DATA RECORDS:

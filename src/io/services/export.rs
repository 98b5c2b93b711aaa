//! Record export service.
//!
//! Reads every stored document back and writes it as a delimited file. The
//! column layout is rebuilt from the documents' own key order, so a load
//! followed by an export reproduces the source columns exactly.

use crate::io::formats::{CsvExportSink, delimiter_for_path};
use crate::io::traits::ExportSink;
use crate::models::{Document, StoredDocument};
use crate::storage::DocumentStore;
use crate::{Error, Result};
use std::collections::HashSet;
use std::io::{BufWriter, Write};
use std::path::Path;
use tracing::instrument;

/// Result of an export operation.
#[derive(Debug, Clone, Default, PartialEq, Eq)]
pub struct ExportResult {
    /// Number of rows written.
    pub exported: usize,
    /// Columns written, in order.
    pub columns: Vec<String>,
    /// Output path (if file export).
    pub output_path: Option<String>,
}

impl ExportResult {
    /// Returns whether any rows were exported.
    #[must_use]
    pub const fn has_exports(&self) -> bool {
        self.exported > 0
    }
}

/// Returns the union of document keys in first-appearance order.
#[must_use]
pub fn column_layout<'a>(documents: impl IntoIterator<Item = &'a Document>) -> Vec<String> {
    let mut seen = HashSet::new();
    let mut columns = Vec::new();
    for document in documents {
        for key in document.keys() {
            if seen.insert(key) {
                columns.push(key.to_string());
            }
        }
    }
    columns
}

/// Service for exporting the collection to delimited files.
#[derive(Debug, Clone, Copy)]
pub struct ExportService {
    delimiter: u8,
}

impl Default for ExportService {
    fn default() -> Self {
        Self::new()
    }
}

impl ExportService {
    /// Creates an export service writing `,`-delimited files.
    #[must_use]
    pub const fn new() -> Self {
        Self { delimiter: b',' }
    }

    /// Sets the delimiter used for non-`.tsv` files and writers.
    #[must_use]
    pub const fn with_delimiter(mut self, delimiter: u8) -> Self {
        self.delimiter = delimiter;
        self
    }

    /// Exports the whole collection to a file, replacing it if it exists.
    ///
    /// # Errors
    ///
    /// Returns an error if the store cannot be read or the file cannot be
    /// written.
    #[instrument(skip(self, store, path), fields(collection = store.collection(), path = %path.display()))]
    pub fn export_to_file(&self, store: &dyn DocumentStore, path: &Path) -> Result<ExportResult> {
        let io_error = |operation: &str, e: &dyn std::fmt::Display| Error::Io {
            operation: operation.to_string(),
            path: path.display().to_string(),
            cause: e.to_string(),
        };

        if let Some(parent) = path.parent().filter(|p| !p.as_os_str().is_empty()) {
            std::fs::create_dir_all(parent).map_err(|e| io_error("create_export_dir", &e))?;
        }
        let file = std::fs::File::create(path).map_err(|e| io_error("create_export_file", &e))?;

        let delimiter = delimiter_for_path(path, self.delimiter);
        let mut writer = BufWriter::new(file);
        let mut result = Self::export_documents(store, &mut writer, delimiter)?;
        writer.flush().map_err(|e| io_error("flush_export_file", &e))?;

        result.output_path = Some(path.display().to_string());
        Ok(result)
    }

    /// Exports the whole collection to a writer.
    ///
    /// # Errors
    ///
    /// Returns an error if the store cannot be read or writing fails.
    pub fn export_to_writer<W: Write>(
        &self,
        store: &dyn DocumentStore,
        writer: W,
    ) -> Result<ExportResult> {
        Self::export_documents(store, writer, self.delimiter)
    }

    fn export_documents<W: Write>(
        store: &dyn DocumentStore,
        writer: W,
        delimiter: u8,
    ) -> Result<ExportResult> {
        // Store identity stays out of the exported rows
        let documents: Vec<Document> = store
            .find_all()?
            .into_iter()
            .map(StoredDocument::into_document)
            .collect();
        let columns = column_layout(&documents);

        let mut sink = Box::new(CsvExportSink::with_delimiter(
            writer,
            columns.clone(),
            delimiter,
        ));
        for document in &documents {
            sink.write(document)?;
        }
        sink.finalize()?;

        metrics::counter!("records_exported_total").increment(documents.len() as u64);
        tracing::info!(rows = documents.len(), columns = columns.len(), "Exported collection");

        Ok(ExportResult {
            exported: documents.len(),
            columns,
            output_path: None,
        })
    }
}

HOW TO COMPLETE THIS TASK:
Go through the material line by line, tally each line containing "ExportService", and give the total only.

THE ANSWER:
3